• _Exercise directions_:
Repeat each entry below exactly.

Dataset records
▼

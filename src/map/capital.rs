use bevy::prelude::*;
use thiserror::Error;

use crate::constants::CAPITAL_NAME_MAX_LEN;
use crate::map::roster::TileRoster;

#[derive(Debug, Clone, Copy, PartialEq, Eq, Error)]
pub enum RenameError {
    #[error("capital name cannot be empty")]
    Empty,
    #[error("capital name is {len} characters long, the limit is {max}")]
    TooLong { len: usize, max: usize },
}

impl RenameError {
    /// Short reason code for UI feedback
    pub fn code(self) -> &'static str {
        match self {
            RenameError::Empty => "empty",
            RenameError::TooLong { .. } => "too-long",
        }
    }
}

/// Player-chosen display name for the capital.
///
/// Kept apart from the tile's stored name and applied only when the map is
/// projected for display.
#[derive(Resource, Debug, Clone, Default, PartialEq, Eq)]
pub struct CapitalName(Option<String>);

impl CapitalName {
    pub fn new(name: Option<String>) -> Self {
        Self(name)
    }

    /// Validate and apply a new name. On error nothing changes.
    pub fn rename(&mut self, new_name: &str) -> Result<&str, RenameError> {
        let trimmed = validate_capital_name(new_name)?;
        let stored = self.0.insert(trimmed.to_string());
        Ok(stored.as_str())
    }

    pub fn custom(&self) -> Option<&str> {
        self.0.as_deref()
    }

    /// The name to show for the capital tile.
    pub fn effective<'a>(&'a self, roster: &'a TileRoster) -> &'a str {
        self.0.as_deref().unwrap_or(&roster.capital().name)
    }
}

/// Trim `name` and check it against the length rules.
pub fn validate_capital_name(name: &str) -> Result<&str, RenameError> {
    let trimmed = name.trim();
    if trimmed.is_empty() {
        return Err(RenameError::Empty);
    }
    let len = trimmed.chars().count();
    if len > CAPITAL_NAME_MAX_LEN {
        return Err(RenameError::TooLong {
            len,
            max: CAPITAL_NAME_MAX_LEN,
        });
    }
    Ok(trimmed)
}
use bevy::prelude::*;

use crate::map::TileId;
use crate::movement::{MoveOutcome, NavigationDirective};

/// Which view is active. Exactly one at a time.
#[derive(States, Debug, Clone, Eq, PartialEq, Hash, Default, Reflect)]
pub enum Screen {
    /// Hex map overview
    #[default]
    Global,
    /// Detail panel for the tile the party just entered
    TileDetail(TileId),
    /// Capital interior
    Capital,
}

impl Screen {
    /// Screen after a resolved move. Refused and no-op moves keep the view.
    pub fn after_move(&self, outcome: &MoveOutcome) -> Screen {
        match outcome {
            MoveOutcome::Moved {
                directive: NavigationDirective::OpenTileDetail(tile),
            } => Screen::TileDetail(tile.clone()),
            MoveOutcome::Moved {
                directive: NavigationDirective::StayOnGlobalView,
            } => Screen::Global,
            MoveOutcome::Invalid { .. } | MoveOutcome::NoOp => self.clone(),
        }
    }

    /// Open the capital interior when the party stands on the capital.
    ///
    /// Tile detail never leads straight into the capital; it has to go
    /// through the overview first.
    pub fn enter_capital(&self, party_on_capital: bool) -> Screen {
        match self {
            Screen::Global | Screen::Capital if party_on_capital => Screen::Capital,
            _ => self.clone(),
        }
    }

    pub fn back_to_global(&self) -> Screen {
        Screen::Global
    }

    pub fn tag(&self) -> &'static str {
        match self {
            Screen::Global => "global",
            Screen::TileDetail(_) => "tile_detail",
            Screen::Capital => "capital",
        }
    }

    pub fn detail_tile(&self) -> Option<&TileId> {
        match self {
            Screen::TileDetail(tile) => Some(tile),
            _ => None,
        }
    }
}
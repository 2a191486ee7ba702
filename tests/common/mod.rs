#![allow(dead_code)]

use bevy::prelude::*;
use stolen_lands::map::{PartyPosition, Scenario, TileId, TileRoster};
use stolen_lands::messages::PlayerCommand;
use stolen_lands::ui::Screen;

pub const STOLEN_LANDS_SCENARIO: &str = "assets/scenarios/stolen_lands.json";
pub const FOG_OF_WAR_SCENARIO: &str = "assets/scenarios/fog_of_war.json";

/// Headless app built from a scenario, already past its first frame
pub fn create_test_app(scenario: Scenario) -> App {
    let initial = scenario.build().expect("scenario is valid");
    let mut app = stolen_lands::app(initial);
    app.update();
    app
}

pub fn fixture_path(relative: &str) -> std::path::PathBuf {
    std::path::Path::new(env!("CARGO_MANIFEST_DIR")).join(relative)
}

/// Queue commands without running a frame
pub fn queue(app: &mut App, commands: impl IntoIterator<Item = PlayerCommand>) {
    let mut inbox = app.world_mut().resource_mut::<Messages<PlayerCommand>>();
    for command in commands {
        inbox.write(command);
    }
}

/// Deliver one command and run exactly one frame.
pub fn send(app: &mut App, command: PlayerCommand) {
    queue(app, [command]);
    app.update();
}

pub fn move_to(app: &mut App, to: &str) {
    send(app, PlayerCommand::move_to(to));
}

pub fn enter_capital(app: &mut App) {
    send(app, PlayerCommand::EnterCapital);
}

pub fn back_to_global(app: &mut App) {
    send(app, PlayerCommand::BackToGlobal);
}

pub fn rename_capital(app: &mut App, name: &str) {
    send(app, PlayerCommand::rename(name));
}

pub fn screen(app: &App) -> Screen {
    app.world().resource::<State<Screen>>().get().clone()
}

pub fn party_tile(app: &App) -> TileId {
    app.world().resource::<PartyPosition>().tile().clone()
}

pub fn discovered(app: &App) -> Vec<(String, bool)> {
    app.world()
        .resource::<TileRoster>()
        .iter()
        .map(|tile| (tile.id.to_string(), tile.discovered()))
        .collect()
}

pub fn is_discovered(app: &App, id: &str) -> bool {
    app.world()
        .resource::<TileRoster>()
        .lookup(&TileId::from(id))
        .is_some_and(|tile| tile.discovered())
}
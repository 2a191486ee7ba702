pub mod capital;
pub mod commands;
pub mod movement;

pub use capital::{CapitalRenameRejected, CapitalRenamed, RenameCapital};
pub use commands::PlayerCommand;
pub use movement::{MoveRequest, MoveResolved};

▲

• _The completed task_:
filename src/map/capital.rs
use bevy::prelude::*;
use thiserror::Error;

use crate::constants::CAPITAL_NAME_MAX_LEN;
use crate::map::roster::TileRoster;

#[derive(Debug, Clone, Copy, PartialEq, Eq, Error)]
pub enum RenameError {
    #[error("capital name cannot be empty")]
    Empty,
    #[error("capital name is {len} characters long, the limit is {max}")]
    TooLong { len: usize, max: usize },
}

impl RenameError {
    /// Short reason code for UI feedback
    pub fn code(self) -> &'static str {
        match self {
            RenameError::Empty => "empty",
            RenameError::TooLong { .. } => "too-long",
        }
    }
}

/// Player-chosen display name for the capital.
///
/// Kept apart from the tile's stored name and applied only when the map is
/// projected for display.
#[derive(Resource, Debug, Clone, Default, PartialEq, Eq)]
pub struct CapitalName(Option<String>);

impl CapitalName {
    pub fn new(name: Option<String>) -> Self {
        Self(name)
    }

    /// Validate and apply a new name. On error nothing changes.
    pub fn rename(&mut self, new_name: &str) -> Result<&str, RenameError> {
        let trimmed = validate_capital_name(new_name)?;
        let stored = self.0.insert(trimmed.to_string());
        Ok(stored.as_str())
    }

    pub fn custom(&self) -> Option<&str> {
        self.0.as_deref()
    }

    /// The name to show for the capital tile.
    pub fn effective<'a>(&'a self, roster: &'a TileRoster) -> &'a str {
        self.0.as_deref().unwrap_or(&roster.capital().name)
    }
}

/// Trim `name` and check it against the length rules.
pub fn validate_capital_name(name: &str) -> Result<&str, RenameError> {
    let trimmed = name.trim();
    if trimmed.is_empty() {
        return Err(RenameError::Empty);
    }
    let len = trimmed.chars().count();
    if len > CAPITAL_NAME_MAX_LEN {
        return Err(RenameError::TooLong {
            len,
            max: CAPITAL_NAME_MAX_LEN,
        });
    }
    Ok(trimmed)
}
use bevy::prelude::*;

use crate::map::TileId;
use crate::movement::{MoveOutcome, NavigationDirective};

/// Which view is active. Exactly one at a time.
#[derive(States, Debug, Clone, Eq, PartialEq, Hash, Default, Reflect)]
pub enum Screen {
    /// Hex map overview
    #[default]
    Global,
    /// Detail panel for the tile the party just entered
    TileDetail(TileId),
    /// Capital interior
    Capital,
}

impl Screen {
    /// Screen after a resolved move. Refused and no-op moves keep the view.
    pub fn after_move(&self, outcome: &MoveOutcome) -> Screen {
        match outcome {
            MoveOutcome::Moved {
                directive: NavigationDirective::OpenTileDetail(tile),
            } => Screen::TileDetail(tile.clone()),
            MoveOutcome::Moved {
                directive: NavigationDirective::StayOnGlobalView,
            } => Screen::Global,
            MoveOutcome::Invalid { .. } | MoveOutcome::NoOp => self.clone(),
        }
    }

    /// Open the capital interior when the party stands on the capital.
    ///
    /// Tile detail never leads straight into the capital; it has to go
    /// through the overview first.
    pub fn enter_capital(&self, party_on_capital: bool) -> Screen {
        match self {
            Screen::Global | Screen::Capital if party_on_capital => Screen::Capital,
            _ => self.clone(),
        }
    }

    pub fn back_to_global(&self) -> Screen {
        Screen::Global
    }

    pub fn tag(&self) -> &'static str {
        match self {
            Screen::Global => "global",
            Screen::TileDetail(_) => "tile_detail",
            Screen::Capital => "capital",
        }
    }

    pub fn detail_tile(&self) -> Option<&TileId> {
        match self {
            Screen::TileDetail(tile) => Some(tile),
            _ => None,
        }
    }
}
repository 2a191486ee7ba702
filename tests/common/mod.rs
#![allow(dead_code)]

use bevy::prelude::*;
use stolen_lands::map::{PartyPosition, Scenario, TileId, TileRoster};
use stolen_lands::messages::PlayerCommand;
use stolen_lands::ui::Screen;

pub const STOLEN_LANDS_SCENARIO: &str = "assets/scenarios/stolen_lands.json";
pub const FOG_OF_WAR_SCENARIO: &str = "assets/scenarios/fog_of_war.json";

/// Headless app built from a scenario, already past its first frame
pub fn create_test_app(scenario: Scenario) -> App {
    let initial = scenario.build().expect("scenario is valid");
    let mut app = stolen_lands::app(initial);
    app.update();
    app
}

pub fn fixture_path(relative: &str) -> std::path::PathBuf {
    std::path::Path::new(env!("CARGO_MANIFEST_DIR")).join(relative)
}

/// Queue commands without running a frame
pub fn queue(app: &mut App, commands: impl IntoIterator<Item = PlayerCommand>) {
    let mut inbox = app.world_mut().resource_mut::<Messages<PlayerCommand>>();
    for command in commands {
        inbox.write(command);
    }
}

/// Deliver one command and run exactly one frame.
pub fn send(app: &mut App, command: PlayerCommand) {
    queue(app, [command]);
    app.update();
}

pub fn move_to(app: &mut App, to: &str) {
    send(app, PlayerCommand::move_to(to));
}

pub fn enter_capital(app: &mut App) {
    send(app, PlayerCommand::EnterCapital);
}

pub fn back_to_global(app: &mut App) {
    send(app, PlayerCommand::BackToGlobal);
}

pub fn rename_capital(app: &mut App, name: &str) {
    send(app, PlayerCommand::rename(name));
}

pub fn screen(app: &App) -> Screen {
    app.world().resource::<State<Screen>>().get().clone()
}

pub fn party_tile(app: &App) -> TileId {
    app.world().resource::<PartyPosition>().tile().clone()
}

pub fn discovered(app: &App) -> Vec<(String, bool)> {
    app.world()
        .resource::<TileRoster>()
        .iter()
        .map(|tile| (tile.id.to_string(), tile.discovered()))
        .collect()
}

pub fn is_discovered(app: &App, id: &str) -> bool {
    app.world()
        .resource::<TileRoster>()
        .lookup(&TileId::from(id))
        .is_some_and(|tile| tile.discovered())
}
repository 2a191486ee7ba702
pub mod capital;
pub mod commands;
pub mod movement;

pub use capital::{CapitalRenameRejected, CapitalRenamed, RenameCapital};
pub use commands::PlayerCommand;
pub use movement::{MoveRequest, MoveResolved};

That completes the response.